Swiss bank Credit Suisse
Investment banks worldwide have been hit by slow trading due to the debt problems in the euro zone and United States, as well as regulations aimed at forcing banks to hold more capital to protect them from future shocks after the 2008 global financial crisis.
Switzerland's second-biggest bank said on Thursday it planned to cut about 4 percent of its staff of 50,700, about the same number it added in a post-crisis hiring spree focused on fixed income, the area hit most by current sluggish markets.
Credit Suisse's slump in fixed income was worse than rivals -- revenues fell 76 percent from the first quarter to 595 million Swiss francs ($742.6 million), compared with an average drop of 27 percent for U.S. banks and 36-37 percent at UBS
Weak markets have prompted a wave of job cuts in the banking industry, including at Standard Chartered
Credit Suisse said second-quarter net profit fell to 768 million francs, below analysts' average forecast for 1 billion. Net new assets in private banking were 11.5 billion, also missing a forecast 14.2 billion.

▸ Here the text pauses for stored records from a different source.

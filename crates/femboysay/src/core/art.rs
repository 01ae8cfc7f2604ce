//! Streams an ASCII art file to an output sink
//!
//! The file is copied line by line as raw bytes, so art containing non-UTF-8
//! bytes or very long lines comes through unchanged. Each line is written with
//! a single `\n` terminator: a trailing `\r` is dropped and a final line
//! without a newline still gets one.

use std::fs::File;
use std::io::{self, BufRead, BufReader, Write};
use std::path::Path;

use tracing::{debug, span, Level};

use super::SayError;

/// Prints art files verbatim
#[derive(Debug, Clone, Copy, Default)]
pub struct ArtPrinter;

impl ArtPrinter {
    pub fn new() -> Self {
        Self
    }

    /// Print the art file at `path` to standard output
    pub fn print(&self, path: impl AsRef<Path>) -> Result<(), SayError> {
        let stdout = io::stdout();
        self.print_to(path, stdout.lock())
    }

    /// Stream the art file at `path` into `writer`
    ///
    /// Fails with [`SayError::ArtOpen`] if the file cannot be opened and
    /// [`SayError::ArtRead`] if reading fails part way through. The file is
    /// closed on every return path.
    pub fn print_to<W: Write>(&self, path: impl AsRef<Path>, mut writer: W) -> Result<(), SayError> {
        let path = path.as_ref();
        let print_span = span!(Level::DEBUG, "print_art", path = %path.display());
        let _enter = print_span.enter();

        let file = File::open(path).map_err(|e| SayError::art_open(path, e))?;
        let mut reader = BufReader::new(file);

        let mut buf = Vec::new();
        let mut line_count = 0usize;
        let mut byte_count = 0usize;

        loop {
            buf.clear();
            let read = reader
                .read_until(b'\n', &mut buf)
                .map_err(|e| SayError::art_read(path, e))?;
            if read == 0 {
                break;
            }
            byte_count += read;
            line_count += 1;

            writer.write_all(strip_line_ending(&buf))?;
            writer.write_all(b"\n")?;
        }

        writer.flush()?;
        debug!(lines = line_count, bytes = byte_count, "Printed art file");
        Ok(())
    }
}

fn strip_line_ending(line: &[u8]) -> &[u8] {
    let line = line.strip_suffix(b"\n").unwrap_or(line);
    line.strip_suffix(b"\r").unwrap_or(line)
}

We have to recognize the likelihood that the current headwinds in the economic and market environment may be more persistent than we would have hoped, said Chief Executive Brady Dougan and Chairman Urs Rohner.
We expect interest rates to remain low for an extended period of time and the strong Swiss franc to continue to have an impact on our results. We may also continue to see lower levels of client activity and a volatile trading environment.
Rival UBS said on Tuesday it would cut costs by up to 2 billion francs and push back targets after reporting disappointing second-quarter profits due to slow trading in fixed income, currencies and commodities.
Credit Suisse shares, already down more than a fifth this year, fell 2.9 percent by 1038 GMT, underperforming a 0.7 percent lower European banking sector index <.SX7P>.
Credit Suisse's Q2 results are similar to those of UBS with a truly awful investment banking performance and FICC results in particular but an actually rather resilient performance from wealth management, said Helvea analyst Peter Thorne.
COST CUTS TO TARGET INVESTMENT BANK
Credit Suisse Chief Financial Officer David Mathers said the cost cuts, aimed at shaving 1 billion Swiss francs from the expense run-rate during 2012, would hit all divisions but particularly the investment bank, and all geographies.
He said 500 of the job cuts would come in Switzerland, where the bank has a high cost base that is hurting results as the Swiss franc soars to record highs. Credit Suisse said the strong franc cut pretax income by 348 million.
Implementation costs in 2011 would entail charges of 400 to 450 million francs, of which 142 million were taken in the second quarter.
Credit Suisse said it would cut most of the jobs in low-return areas and continue to invest in growth businesses, including serving the ultra wealthy, emerging markets and rates and foreign exchange flow sales.
Credit Suisse said pretax profit in investment banking dropped 71 percent to 231 million francs, with trading in securitized products and U.S. and European rates particularly weak.
CFO Mathers said Credit Suisse had made accruals for 50 percent of the dividend it paid in 2010 so far this year, but that was not a forecast or a commitment for its 2011 dividend.
The dividend will have to be cut as the earnings per share at the H1 stage is 50 percent below last year and has little chance to catch up, said Kepler analyst Dirk Becker, adding he was putting his buy rating on the stock under review.
The bank said it was conducting an internal investigation after it said earlier this month it was being targeted by a U.S. probe following the indictment of several of its bankers for helping Americans dodge taxes.
This is a very serious issue and we're working hard to try to get a resolution, CEO Dougan told Reuters Insider.
CFO Mathers said the appointment of Hans-Ulrich Meister as new chief executive of private banking in addition to his role as CEO Credit Suisse Switzerland had nothing to do with the probe but was part of succession plans.